Natalie Yingling1, Thomas Bryce Kelly2, Taylor Shropshire1, Karen E Selph3, Michael R Landry4, Angela N Knapp5, Sven Alexander Kranz6 and Michael R Stukel7, (1)Florida State University, Tallahassee, United States, (2)Florida State University, Earth, Ocean, and Atmospheric Science, Tallahassee, United States, (3)University of Hawaii at Manoa, Oceanography, Honolulu, HI, United States, (4)Scripps Inst Oceanography, La Jolla, CA, United States, (5)Florida State University, Earth, Ocean, and Atmospheric Sciences, Tallahassee, FL, United States, (6)Rice University, Department of Biosciences, Houston, United States, (7)Florida State University, Tallahassee, FL, United States
Western Atlantic Bluefin Tuna (ABT) are an important commercial fishery in the Northern Atlantic. Although ABT migrate throughout the Atlantic Ocean to forage, the western stock spawns almost exclusively in extremely oligotrophic regions of the Gulf of Mexico (GoM).
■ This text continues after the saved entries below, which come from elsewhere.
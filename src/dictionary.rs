//! `dictionary` — prefix-aware word dictionary used to prune the grid search.
//!
//! Every prefix of every indexed word is stored as a key, tagged with a [`WordType`]
//! telling the search whether the prefix is a word, can be extended into a word, or both.
//! A lookup that comes back `None` means no indexed word starts with that string, so the
//! search can abandon the whole branch.
//!
//! ```
//! use wordgrid::dictionary::{PrefixDictionary, WordType, MIN_WORD_LENGTH};
//!
//! let dict = PrefixDictionary::build(["CAT", "CA"], MIN_WORD_LENGTH);
//! assert_eq!(dict.lookup("C"), Some(WordType::PartialOnly));
//! assert_eq!(dict.lookup("CA"), Some(WordType::FullWordAndPartial));
//! assert_eq!(dict.lookup("CAT"), Some(WordType::FullWord));
//! assert_eq!(dict.lookup("DOG"), None);
//! ```

use std::collections::HashMap;

/// Words shorter than this are never indexed.
pub const MIN_WORD_LENGTH: usize = 2;

/// Classification of a stored prefix.
#[derive(Debug, Clone, Copy, PartialEq, Eq, Hash)]
pub enum WordType {
    /// Strict prefix of at least one longer word, not a word itself.
    PartialOnly,
    /// A complete word that no longer word extends.
    FullWord,
    /// A complete word that is also a strict prefix of a longer word.
    FullWordAndPartial,
}

impl WordType {
    /// True if the prefix is itself a complete word.
    #[must_use]
    pub fn is_full_word(self) -> bool {
        matches!(self, WordType::FullWord | WordType::FullWordAndPartial)
    }

    /// True if some longer word starts with the prefix.
    #[must_use]
    pub fn is_partial(self) -> bool {
        matches!(self, WordType::PartialOnly | WordType::FullWordAndPartial)
    }

    // Classifications only ever move towards `FullWordAndPartial`, which makes the
    // result independent of insertion order.
    fn upgraded(self, terminal: bool) -> WordType {
        match (self, terminal) {
            (WordType::PartialOnly, true) | (WordType::FullWord, false) => WordType::FullWordAndPartial,
            (unchanged, _) => unchanged,
        }
    }
}

/// Mapping from every prefix of every indexed word to its [`WordType`].
#[derive(Debug, Clone, PartialEq, Eq)]
pub struct PrefixDictionary {
    prefixes: HashMap<String, WordType>,
    min_length: usize,
    num_words: usize,
    longest_word_len: usize,
}

impl PrefixDictionary {
    /// Create an empty dictionary that ignores words shorter than `min_length` chars.
    #[must_use]
    pub fn new(min_length: usize) -> Self {
        Self {
            prefixes: HashMap::new(),
            min_length,
            num_words: 0,
            longest_word_len: 0,
        }
    }

    /// Build a dictionary from `words`, skipping words shorter than `min_length`.
    ///
    /// Duplicate words are harmless: they leave every classification unchanged.
    pub fn build<I, S>(words: I, min_length: usize) -> Self
    where
        I: IntoIterator<Item = S>,
        S: AsRef<str>,
    {
        let mut dict = Self::new(min_length);
        for word in words {
            dict.insert(word.as_ref());
        }
        log::debug!(
            "built prefix dictionary: {} words, {} prefixes, longest word {} chars",
            dict.num_words,
            dict.prefixes.len(),
            dict.longest_word_len
        );
        dict
    }

    /// Index a single word. Returns `false` if the word was too short to be indexed.
    pub fn insert(&mut self, word: &str) -> bool {
        let word_len = word.chars().count();
        if word_len == 0 || word_len < self.min_length {
            return false;
        }

        // Byte offsets of every prefix end, so multi-byte chars are never split.
        let ends = word.char_indices().skip(1).map(|(i, _)| i).chain(std::iter::once(word.len()));
        for (i, end) in ends.enumerate() {
            let terminal = i + 1 == word_len;
            let prefix = &word[..end];
            match self.prefixes.get_mut(prefix) {
                Some(existing) => *existing = existing.upgraded(terminal),
                None => {
                    let word_type = if terminal { WordType::FullWord } else { WordType::PartialOnly };
                    self.prefixes.insert(prefix.to_string(), word_type);
                }
            }
        }

        self.num_words += 1;
        self.longest_word_len = self.longest_word_len.max(word_len);
        true
    }

    /// Classification of `prefix`, or `None` if no indexed word starts with it.
    #[must_use]
    pub fn lookup(&self, prefix: &str) -> Option<WordType> {
        self.prefixes.get(prefix).copied()
    }

    /// Number of distinct prefixes stored.
    #[must_use]
    pub fn len(&self) -> usize {
        self.prefixes.len()
    }

    #[must_use]
    pub fn is_empty(&self) -> bool {
        self.prefixes.is_empty()
    }

    /// Number of words accepted by [`insert`](Self::insert), duplicates included.
    #[must_use]
    pub fn num_words(&self) -> usize {
        self.num_words
    }

    /// Length in chars of the longest indexed word (0 when empty).
    #[must_use]
    pub fn longest_word_len(&self) -> usize {
        self.longest_word_len
    }

    #[must_use]
    pub fn min_length(&self) -> usize {
        self.min_length
    }
}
The partitioning of nitrogen sources supporting plankton communities in these regions were previously unknown, with possibilities including nitrogen fixation, nitrate upwelled at the edges of mesoscale eddies, or horizontal advection of nutrients from the Mississippi River Plume. Here we describe results from 2 month-long cruises in the GoM (May 2017 and 2018) conducted in open ocean waters where we used in situ and deckboard incubations along with flow cytometric cell counts of phytoplankton to investigate phytoplankton community composition, primary productivity, nitrate uptake, and ammonium uptake. The phytoplankton community was dominated by Prochlorococcus in all regions during both cruises. Prochlorococcus and Synechococcus abundance showed mixed layer maxima ranging from 15 to 25 meters while pico-eukaryotic phytoplankton were maximal deeper. Preliminary results show that ammonium uptake rates were higher than nitrate uptake rates, suggesting that the community relies primarily on recycled nitrogen. Next generation stock assessment models should incorporate predicted changes in phytoplankton community composition into future recruitment scenarios because a future ocean may become more oligotrophic leading to reduced productivity and food availability at multiple trophic levels throughout the ecosystem.